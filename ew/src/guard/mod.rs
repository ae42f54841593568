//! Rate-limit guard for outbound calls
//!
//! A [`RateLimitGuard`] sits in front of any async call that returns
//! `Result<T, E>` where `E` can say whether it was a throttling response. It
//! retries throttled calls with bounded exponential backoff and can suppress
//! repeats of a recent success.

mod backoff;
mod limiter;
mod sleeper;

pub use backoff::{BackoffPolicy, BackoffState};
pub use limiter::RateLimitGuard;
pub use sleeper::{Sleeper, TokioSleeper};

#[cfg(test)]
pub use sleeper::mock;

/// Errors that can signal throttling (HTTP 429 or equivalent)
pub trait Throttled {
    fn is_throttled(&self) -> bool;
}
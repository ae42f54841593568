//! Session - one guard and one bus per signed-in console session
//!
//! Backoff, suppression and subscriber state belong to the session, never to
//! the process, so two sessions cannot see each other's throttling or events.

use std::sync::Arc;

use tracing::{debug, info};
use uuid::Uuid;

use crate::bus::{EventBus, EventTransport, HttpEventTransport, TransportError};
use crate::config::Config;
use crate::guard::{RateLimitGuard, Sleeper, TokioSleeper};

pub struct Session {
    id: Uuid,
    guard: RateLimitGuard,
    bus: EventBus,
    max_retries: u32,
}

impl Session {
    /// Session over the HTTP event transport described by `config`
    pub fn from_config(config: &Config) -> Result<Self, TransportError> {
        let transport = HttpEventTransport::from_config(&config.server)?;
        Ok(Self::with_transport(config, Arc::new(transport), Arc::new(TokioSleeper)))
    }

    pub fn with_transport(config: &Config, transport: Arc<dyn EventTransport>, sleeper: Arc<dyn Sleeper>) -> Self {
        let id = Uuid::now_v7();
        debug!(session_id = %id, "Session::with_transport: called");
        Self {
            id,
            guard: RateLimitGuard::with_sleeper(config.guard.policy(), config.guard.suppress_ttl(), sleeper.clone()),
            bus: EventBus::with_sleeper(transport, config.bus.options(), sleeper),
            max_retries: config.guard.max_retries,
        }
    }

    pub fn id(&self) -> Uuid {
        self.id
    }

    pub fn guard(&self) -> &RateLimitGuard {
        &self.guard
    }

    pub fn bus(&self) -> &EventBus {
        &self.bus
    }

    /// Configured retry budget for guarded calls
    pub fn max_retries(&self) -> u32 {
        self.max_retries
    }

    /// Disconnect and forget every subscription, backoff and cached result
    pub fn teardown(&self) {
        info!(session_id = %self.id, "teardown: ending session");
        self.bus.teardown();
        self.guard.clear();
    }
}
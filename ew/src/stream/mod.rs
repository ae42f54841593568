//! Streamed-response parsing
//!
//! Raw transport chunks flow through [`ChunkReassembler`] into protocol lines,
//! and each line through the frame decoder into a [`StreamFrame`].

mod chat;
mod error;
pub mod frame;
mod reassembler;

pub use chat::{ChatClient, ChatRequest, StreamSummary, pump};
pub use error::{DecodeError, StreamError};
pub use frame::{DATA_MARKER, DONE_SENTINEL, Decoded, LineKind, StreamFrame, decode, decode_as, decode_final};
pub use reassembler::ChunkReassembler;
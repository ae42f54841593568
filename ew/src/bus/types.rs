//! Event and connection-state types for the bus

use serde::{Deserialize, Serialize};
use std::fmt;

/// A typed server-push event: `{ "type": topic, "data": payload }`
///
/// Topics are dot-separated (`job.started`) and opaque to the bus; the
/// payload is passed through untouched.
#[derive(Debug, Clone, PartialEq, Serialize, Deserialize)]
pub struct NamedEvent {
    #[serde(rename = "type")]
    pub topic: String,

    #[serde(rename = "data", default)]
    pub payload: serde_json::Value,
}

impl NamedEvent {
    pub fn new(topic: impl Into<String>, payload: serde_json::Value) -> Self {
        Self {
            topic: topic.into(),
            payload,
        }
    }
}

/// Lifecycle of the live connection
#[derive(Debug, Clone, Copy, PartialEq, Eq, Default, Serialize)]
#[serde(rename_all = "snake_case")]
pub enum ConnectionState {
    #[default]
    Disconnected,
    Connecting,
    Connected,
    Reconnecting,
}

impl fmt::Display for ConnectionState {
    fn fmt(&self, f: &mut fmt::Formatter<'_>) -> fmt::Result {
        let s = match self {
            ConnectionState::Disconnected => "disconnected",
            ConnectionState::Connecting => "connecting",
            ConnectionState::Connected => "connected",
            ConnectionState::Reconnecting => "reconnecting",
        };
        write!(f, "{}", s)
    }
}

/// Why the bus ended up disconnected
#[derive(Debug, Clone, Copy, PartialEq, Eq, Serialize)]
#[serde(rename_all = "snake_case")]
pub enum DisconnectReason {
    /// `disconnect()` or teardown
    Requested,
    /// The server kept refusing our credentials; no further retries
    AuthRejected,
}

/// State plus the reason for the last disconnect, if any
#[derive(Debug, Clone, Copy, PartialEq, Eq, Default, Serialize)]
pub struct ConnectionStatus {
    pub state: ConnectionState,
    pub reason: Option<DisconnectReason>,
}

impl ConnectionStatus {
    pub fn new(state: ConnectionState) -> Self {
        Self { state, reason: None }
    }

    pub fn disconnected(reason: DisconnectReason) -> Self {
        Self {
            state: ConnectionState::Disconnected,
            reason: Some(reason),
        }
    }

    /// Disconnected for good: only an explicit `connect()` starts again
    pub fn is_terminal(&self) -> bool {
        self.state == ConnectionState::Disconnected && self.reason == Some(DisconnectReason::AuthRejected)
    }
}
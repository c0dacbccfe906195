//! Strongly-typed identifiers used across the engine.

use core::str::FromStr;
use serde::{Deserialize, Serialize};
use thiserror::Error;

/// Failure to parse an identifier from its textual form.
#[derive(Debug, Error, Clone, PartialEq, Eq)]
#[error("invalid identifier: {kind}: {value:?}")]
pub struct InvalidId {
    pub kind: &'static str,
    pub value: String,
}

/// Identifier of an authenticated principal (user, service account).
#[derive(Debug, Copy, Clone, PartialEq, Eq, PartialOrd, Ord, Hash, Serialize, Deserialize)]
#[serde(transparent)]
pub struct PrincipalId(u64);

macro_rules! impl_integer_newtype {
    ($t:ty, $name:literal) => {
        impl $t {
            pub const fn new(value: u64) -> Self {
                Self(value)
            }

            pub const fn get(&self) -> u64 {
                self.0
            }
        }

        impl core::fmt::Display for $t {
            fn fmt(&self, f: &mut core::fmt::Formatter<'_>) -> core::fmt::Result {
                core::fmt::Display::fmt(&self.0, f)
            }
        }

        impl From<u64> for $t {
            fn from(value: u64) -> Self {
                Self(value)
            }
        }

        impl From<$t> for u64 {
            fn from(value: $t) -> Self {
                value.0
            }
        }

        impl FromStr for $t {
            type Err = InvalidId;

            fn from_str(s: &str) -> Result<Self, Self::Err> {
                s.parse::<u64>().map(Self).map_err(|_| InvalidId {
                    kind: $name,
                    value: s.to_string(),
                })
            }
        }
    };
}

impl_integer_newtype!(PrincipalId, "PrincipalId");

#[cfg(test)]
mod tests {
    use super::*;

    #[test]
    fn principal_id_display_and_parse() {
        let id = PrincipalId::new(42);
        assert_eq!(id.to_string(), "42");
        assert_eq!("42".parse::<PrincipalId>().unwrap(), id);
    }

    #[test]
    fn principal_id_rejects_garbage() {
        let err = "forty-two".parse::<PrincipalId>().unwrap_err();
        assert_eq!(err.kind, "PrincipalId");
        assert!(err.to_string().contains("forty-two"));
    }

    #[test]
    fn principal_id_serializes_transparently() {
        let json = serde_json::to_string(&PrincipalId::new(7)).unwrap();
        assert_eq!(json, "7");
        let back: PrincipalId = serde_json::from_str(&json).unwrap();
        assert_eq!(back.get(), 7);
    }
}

- - - -

* [Exercise details]
Report each line in the entries where the string "Some" occurs.

* [Reply to the exercise]
            reason: Some(reason),
        self.state == ConnectionState::Disconnected && self.reason == Some(DisconnectReason::AuthRejected)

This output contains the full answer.